* DATASET RECORDS
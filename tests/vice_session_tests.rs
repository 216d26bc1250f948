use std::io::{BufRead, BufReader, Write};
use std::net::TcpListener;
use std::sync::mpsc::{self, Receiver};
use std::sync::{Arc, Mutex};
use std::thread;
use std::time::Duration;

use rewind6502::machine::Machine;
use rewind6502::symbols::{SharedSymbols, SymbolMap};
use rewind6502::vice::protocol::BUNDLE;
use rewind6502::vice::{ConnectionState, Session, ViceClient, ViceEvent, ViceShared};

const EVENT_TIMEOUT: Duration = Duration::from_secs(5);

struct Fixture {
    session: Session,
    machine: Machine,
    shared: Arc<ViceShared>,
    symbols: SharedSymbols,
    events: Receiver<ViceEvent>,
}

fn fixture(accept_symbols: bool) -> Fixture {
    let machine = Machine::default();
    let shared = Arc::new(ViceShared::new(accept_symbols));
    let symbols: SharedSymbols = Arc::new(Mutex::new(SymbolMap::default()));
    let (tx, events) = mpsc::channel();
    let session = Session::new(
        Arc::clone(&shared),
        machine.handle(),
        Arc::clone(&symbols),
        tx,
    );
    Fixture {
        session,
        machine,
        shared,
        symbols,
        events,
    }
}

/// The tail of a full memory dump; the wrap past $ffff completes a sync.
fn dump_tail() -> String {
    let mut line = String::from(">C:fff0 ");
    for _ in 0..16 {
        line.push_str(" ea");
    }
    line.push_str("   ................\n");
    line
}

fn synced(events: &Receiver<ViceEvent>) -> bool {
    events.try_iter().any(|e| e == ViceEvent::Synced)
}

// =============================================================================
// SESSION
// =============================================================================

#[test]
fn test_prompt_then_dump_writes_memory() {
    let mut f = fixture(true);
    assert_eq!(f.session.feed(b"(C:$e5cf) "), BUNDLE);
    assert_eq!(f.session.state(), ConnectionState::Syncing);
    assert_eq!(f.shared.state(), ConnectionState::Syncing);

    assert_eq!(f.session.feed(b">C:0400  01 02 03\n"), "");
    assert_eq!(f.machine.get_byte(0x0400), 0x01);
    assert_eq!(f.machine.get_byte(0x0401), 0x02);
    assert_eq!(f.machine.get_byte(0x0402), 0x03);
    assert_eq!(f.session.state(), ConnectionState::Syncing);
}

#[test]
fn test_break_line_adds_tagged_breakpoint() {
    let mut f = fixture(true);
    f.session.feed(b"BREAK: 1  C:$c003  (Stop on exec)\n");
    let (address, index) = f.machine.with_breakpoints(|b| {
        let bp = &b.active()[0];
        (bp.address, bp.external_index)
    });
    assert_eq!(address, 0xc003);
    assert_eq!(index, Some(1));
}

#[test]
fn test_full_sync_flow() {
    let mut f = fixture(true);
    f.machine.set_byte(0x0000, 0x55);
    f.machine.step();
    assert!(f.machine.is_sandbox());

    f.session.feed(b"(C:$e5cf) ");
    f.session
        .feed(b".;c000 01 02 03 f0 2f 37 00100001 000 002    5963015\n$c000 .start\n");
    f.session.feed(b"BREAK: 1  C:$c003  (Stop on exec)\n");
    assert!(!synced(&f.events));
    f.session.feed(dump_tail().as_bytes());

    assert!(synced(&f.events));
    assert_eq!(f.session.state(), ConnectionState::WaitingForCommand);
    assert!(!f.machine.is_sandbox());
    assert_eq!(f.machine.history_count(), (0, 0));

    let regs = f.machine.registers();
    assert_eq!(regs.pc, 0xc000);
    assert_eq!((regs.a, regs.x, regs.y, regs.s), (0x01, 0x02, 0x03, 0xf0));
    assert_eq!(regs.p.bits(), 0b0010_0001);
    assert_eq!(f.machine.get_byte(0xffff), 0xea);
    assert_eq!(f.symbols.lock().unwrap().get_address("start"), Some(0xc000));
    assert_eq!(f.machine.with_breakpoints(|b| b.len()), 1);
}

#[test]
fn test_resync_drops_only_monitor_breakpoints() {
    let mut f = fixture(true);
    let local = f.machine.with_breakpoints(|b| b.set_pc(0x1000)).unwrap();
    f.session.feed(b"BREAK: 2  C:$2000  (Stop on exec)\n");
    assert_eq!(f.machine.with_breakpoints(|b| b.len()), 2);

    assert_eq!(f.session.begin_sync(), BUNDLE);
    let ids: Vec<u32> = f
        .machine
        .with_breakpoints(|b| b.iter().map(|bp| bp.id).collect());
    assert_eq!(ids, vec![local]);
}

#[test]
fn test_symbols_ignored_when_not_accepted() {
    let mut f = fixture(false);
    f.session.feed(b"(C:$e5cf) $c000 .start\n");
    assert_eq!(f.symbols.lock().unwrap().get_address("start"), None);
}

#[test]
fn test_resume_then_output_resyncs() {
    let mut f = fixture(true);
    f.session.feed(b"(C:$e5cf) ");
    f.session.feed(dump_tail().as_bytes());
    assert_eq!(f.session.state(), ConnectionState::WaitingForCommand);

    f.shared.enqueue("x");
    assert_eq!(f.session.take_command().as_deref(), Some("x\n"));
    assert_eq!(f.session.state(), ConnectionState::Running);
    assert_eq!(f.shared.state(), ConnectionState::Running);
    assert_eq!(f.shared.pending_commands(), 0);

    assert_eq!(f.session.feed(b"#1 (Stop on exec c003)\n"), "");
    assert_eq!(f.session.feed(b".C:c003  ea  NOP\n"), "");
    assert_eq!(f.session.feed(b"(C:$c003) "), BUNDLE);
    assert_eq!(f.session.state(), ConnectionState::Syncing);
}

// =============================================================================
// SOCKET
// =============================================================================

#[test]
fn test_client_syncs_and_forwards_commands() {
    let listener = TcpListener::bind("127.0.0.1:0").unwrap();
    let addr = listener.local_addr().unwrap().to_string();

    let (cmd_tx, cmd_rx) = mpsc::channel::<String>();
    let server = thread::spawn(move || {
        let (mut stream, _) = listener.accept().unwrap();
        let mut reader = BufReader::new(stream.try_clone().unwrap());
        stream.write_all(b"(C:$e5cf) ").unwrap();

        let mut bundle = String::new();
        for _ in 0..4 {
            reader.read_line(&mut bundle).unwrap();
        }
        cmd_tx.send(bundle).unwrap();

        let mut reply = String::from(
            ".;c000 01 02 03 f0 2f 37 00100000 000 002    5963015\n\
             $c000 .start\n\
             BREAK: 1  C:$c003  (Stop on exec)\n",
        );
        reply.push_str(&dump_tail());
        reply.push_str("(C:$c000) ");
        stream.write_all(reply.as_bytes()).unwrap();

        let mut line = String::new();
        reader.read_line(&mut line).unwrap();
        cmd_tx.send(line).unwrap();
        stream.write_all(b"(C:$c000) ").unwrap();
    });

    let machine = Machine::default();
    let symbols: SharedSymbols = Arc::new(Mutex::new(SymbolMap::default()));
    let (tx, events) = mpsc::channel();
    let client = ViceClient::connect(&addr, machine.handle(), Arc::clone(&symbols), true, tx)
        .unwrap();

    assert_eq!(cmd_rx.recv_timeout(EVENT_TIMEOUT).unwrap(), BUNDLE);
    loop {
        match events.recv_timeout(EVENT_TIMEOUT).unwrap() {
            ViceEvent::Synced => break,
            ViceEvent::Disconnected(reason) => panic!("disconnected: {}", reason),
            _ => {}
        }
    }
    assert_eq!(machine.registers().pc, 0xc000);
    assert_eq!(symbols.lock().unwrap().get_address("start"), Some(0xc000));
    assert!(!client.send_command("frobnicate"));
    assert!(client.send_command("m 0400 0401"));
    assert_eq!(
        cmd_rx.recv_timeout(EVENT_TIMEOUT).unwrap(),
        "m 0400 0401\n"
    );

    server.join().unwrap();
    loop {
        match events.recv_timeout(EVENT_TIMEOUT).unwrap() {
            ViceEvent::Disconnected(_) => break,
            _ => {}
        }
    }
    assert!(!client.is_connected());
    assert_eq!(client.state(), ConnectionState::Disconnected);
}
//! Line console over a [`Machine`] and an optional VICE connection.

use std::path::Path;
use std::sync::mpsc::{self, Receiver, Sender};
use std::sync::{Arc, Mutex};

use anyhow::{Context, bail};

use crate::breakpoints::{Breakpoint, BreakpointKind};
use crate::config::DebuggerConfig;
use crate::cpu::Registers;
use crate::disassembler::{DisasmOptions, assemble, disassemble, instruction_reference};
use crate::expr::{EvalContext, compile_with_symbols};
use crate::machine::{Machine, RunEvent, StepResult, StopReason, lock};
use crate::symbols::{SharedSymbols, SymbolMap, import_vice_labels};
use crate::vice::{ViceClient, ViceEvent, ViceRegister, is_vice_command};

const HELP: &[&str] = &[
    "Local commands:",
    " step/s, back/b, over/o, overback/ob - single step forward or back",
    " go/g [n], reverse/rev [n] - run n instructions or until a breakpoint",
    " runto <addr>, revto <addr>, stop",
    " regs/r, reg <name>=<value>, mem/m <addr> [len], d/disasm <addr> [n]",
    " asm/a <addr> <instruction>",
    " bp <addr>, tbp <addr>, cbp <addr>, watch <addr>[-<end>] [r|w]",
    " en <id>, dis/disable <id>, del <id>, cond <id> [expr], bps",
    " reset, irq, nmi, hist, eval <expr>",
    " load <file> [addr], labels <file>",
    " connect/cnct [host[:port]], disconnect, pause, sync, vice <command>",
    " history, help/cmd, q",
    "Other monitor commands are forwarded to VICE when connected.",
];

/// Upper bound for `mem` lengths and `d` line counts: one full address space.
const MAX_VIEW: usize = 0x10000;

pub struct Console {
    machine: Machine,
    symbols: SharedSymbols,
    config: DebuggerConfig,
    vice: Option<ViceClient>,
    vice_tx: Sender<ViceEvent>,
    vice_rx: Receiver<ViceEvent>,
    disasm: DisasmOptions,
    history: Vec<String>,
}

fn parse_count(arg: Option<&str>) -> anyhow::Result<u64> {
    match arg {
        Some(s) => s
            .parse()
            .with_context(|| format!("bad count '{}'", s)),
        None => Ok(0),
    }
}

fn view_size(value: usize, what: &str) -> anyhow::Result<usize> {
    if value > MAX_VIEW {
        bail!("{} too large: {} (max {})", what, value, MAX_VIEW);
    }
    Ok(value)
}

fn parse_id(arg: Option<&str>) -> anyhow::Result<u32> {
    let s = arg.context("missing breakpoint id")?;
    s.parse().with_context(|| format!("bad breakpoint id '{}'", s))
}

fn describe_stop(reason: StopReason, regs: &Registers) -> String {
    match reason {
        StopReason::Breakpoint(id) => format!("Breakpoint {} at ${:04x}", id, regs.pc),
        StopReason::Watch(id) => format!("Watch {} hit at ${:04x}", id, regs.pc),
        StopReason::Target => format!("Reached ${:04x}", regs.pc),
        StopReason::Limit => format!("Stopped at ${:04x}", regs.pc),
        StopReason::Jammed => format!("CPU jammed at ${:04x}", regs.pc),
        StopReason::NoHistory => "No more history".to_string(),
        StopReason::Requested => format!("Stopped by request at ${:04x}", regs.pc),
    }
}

* * *

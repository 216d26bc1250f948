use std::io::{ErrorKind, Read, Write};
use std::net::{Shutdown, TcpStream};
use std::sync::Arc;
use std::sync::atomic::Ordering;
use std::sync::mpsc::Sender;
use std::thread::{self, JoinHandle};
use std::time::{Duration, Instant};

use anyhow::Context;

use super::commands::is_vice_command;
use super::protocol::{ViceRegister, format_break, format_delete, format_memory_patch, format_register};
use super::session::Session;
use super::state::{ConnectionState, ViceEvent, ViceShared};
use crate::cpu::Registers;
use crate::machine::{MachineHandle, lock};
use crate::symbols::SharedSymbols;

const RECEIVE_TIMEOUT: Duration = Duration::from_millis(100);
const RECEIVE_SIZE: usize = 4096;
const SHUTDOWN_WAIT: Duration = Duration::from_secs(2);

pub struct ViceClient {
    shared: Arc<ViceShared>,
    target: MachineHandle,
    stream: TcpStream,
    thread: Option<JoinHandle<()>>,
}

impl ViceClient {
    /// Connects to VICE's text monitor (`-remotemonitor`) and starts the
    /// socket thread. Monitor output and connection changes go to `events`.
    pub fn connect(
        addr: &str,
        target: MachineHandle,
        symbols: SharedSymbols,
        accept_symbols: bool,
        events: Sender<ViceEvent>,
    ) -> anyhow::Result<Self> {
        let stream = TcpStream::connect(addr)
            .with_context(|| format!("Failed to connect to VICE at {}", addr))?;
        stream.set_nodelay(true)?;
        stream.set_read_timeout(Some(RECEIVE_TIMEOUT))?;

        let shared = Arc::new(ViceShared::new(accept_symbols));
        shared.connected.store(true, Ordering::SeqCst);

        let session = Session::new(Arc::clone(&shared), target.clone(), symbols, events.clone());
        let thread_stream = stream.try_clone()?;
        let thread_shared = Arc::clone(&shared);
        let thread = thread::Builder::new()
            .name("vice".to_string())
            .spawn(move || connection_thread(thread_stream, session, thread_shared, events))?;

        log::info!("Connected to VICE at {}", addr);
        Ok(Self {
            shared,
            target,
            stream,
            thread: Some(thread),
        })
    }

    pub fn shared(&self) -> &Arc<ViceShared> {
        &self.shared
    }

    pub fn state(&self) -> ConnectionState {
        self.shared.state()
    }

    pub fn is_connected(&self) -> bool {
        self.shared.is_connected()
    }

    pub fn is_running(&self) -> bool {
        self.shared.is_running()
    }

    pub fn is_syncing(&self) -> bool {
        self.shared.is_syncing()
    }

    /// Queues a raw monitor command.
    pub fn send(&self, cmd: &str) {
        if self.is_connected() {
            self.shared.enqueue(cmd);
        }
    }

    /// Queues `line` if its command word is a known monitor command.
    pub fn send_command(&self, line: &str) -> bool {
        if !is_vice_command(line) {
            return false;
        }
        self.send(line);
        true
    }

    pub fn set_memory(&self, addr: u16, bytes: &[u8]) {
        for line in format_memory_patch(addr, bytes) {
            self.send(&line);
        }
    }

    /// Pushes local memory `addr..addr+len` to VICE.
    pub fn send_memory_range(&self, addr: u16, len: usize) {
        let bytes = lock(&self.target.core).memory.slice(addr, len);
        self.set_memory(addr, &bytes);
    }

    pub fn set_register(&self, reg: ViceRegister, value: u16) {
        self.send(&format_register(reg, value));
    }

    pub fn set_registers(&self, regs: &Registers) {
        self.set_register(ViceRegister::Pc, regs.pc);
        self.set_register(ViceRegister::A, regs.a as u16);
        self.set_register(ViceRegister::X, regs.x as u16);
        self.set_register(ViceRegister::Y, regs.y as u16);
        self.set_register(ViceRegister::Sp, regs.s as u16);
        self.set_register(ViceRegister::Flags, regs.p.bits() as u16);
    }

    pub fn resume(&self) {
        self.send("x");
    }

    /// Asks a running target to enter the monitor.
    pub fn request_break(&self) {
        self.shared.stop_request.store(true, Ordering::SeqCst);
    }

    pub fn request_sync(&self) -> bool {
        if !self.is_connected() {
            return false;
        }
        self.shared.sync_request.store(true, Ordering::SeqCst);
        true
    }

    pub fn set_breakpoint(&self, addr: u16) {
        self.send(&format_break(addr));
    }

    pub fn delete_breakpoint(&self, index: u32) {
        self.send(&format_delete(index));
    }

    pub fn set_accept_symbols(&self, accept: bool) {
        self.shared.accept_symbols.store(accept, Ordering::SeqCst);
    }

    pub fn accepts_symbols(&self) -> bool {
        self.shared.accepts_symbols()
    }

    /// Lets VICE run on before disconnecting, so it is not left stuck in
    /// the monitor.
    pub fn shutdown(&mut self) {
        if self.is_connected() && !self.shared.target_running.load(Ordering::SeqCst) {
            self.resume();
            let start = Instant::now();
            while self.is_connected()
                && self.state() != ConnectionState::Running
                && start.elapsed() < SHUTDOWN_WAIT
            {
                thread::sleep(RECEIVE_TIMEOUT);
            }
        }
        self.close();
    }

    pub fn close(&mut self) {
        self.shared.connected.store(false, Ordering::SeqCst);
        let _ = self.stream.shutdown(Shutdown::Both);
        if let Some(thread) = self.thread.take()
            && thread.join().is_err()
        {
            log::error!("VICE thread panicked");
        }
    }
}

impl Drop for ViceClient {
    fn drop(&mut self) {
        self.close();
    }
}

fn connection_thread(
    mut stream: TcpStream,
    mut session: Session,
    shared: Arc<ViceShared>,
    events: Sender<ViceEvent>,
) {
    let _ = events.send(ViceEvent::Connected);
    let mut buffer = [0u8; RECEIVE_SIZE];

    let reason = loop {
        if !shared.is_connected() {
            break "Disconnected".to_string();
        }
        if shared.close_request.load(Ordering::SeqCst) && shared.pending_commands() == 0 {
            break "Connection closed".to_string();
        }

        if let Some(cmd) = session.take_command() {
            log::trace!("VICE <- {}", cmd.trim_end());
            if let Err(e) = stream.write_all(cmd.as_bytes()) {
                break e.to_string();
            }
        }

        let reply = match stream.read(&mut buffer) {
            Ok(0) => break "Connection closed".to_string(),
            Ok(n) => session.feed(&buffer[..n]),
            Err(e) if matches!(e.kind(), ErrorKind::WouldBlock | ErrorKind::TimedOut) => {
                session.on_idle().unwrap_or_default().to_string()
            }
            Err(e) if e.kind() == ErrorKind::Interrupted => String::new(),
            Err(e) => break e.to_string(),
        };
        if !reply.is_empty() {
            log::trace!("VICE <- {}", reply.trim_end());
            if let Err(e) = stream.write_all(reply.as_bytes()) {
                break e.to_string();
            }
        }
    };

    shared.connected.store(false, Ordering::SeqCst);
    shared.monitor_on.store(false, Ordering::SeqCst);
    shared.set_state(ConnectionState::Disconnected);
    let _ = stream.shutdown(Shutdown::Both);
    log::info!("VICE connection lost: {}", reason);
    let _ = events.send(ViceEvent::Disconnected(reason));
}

* PROBLEM TO WORK ON
Determine the number of lines in the listing above containing the word "impl"; respond with that figure only.

* RESULT
2